When It Comes To These Items, Splurge On The Name Brand
Up until recently, if I needed to buy anything—anything at all—I immediately searched for the cheapest option. I arranged my search online from cheapest to priciest. I always checked yard sales and thrift stores first. All I was concerned with was that price tag. If anyone tried to upsell me on a more expensive item, I was convinced there was truly no benefit to it, and that they just wanted the commission. And while that last thing is often true, that doesn’t mean that the pricier item isn’t sometimes worth it. Going cheap upfront can mean having to replace an item over and over again, and eventually spending more money in the long run than you would have if you’d just bought the quality choice first. Going cheap can even have health repercussions. Here are items you should splurge on the better brand for.
Pay the extra for sunglasses that are polarized and have a high UV rating. If they don’t have a high UV rating, then UV rays will still get through, and you’ll still find fine lines around your eyes sooner than you want. If they aren’t polarized, then you’ll wind up squinting and, again, here come the crows feet. Five-dollar sunglasses just don’t have these qualities.
When you opt for the cheap sunscreen, you probably get one that either has a lower SPF, comes off when you sweat, or is just super greasy. That means you have to A) use more of it to stay protected or B) wake up to breakouts. Then, you just have to buy an acne wash to treat the breakouts, and you spend more money.
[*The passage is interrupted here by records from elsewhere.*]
// crates/adapt/src/components.rs

//! Dashboard widgets and shortcodes backed by the stores.

use crate::{feed::NoticeFeed, store::ConfigStore};
use async_trait::async_trait;
use chrono::Utc;
use domain::{
    capability::AccessControl,
    contact::{ContactConfig, ContactField},
    notice::FEED_LIMIT,
    security::NonceKey,
};
use serve::{
    registry::{Shortcode, Widget},
    render::{
        render_notice_feed,
        template::{ContactFormModel, Templates},
        ContactPanelRenderer, PanelContext,
    },
    shortcode::ShortcodeAttrs,
    Error,
};
use std::sync::Arc;

/// Nonce action bound into every contact form.
pub const CONTACT_FORM_ACTION: &str = "custom_contact_form";
/// Where the contact form posts.
pub const CONTACT_FORM_PATH: &str = "/contact";

/// Shared by the support widget and `[contact_details]`.
#[derive(Clone)]
pub struct ContactPanel {
    store: Arc<dyn ConfigStore>,
    renderer: ContactPanelRenderer,
    fields: Vec<ContactField>,
}

impl ContactPanel {
    pub fn new(
        store: Arc<dyn ConfigStore>,
        renderer: ContactPanelRenderer,
        fields: Vec<ContactField>,
    ) -> Self {
        Self {
            store,
            renderer,
            fields,
        }
    }

    async fn current(&self, fields: &[ContactField]) -> Result<ContactConfig, Error> {
        let config = self.store.get().await?;
        Ok(config.restricted_to(fields))
    }

    pub async fn render(&self, context: PanelContext) -> Result<String, Error> {
        let config = self.current(&self.fields).await?;
        Ok(self.renderer.render(&config, context))
    }
}

// ─────────────────────────────────────────────────────────────────────────────
// Widgets
// ─────────────────────────────────────────────────────────────────────────────

pub struct SupportWidget {
    panel: ContactPanel,
}

impl SupportWidget {
    pub const ID: &'static str = "support_contact";

    pub fn new(panel: ContactPanel) -> Self {
        Self { panel }
    }
}

#[async_trait]
impl Widget for SupportWidget {
    fn id(&self) -> &str {
        Self::ID
    }

    fn title(&self) -> &str {
        "Support Information"
    }

    async fn render(&self, _viewer: &dyn AccessControl) -> Result<String, Error> {
        self.panel.render(PanelContext::Dashboard).await
    }
}

pub struct NoticesWidget {
    feed: NoticeFeed,
}

impl NoticesWidget {
    pub const ID: &'static str = "admin_notices";

    pub fn new(feed: NoticeFeed) -> Self {
        Self { feed }
    }
}

#[async_trait]
impl Widget for NoticesWidget {
    fn id(&self) -> &str {
        Self::ID
    }

    fn title(&self) -> &str {
        "Admin Notices"
    }

    async fn render(&self, viewer: &dyn AccessControl) -> Result<String, Error> {
        let notices = self.feed.list_recent(FEED_LIMIT).await?;
        render_notice_feed(&notices, viewer)
    }
}

// ─────────────────────────────────────────────────────────────────────────────
// Shortcodes
// ─────────────────────────────────────────────────────────────────────────────

/// `[contact_details fields="email,phone"]`
pub struct ContactDetailsShortcode {
    panel: ContactPanel,
}

impl ContactDetailsShortcode {
    pub const TAG: &'static str = "contact_details";

    pub fn new(panel: ContactPanel) -> Self {
        Self { panel }
    }

    /// Exposed fields, narrowed by the `fields` attribute when present.
    /// Unknown names in the attribute are ignored.
    fn fields_for(&self, attrs: &ShortcodeAttrs) -> Vec<ContactField> {
        let Some(wanted) = attrs.get("fields") else {
            return self.panel.fields.clone();
        };
        let wanted: Vec<ContactField> = wanted
            .split(',')
            .filter_map(|name| name.parse().ok())
            .collect();
        self.panel
            .fields
            .iter()
            .copied()
            .filter(|f| wanted.contains(f))
            .collect()
    }
}

#[async_trait]
impl Shortcode for ContactDetailsShortcode {
    fn tag(&self) -> &str {
        Self::TAG
    }

    async fn render(&self, attrs: &ShortcodeAttrs) -> Result<String, Error> {
        let fields = self.fields_for(attrs);
        let config = self.panel.current(&fields).await?;
        Ok(self.panel.renderer.render(&config, PanelContext::Embed))
    }
}

/// `[contact_form]`
pub struct ContactFormShortcode {
    templates: Arc<Templates>,
    nonce: NonceKey,
}

impl ContactFormShortcode {
    pub const TAG: &'static str = "contact_form";

    pub fn new(templates: Arc<Templates>, nonce: NonceKey) -> Self {
        Self { templates, nonce }
    }
}

/// Contact form markup with a fresh nonce. `model.nonce` and `model.action`
/// are filled in here.
pub fn render_contact_form(
    templates: &Templates,
    nonce: &NonceKey,
    mut model: ContactFormModel,
) -> Result<String, Error> {
    model.action = CONTACT_FORM_PATH.to_string();
    model.nonce = nonce.create(CONTACT_FORM_ACTION, Utc::now());
    templates.render(Templates::CONTACT_FORM, &model)
}

#[async_trait]
impl Shortcode for ContactFormShortcode {
    fn tag(&self) -> &str {
        Self::TAG
    }

    async fn render(&self, _attrs: &ShortcodeAttrs) -> Result<String, Error> {
        render_contact_form(&self.templates, &self.nonce, ContactFormModel::default())
    }
}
Invest in a high quality sunscreen that won’t clog your pores.
You can’t put a price on preventing back and spine issues. But buying cheap exercise shoes—particularly those for walking and running—that do not have proper support sets you up for major spine issues down the line. You’ll spend far more money fixing those than you would have on a proper pair of walking shoes.
Don’t just go for the prettiest, cheapest ones. Support again is very important, but can usually only be found in the higher end brands. If the shoe doesn’t have a balanced arch and good padding in the insole, you’re going to face some issues in the skeleton in your feet.
While some of the $20 options at bargain stores are adorable, they fall apart after two washes. Get a bra made from durable materials that won’t stretch out or become tattered after only a few months. And make sure they can properly support your bust so you don’t wind up with back problems.
The cheaper the wine glass, the more likely it is to break. Invest in a gorgeous set of shatter-resistant wine glasses and they can last you a lifetime. It’s much better than replacing glass after glass that breaks each time you have a dinner party.
A towel is a towel is a towel, right? Wrong. There is a good reason to look into the higher end brands. They’re made to last, with strong stitching, thicker materials, and wear and fade resistant fabrics.
The same points made about towels can be made about sheets. Thread count matters. The quality of the stitching matters. Going cheap on sheets only means having to replace them every half a year.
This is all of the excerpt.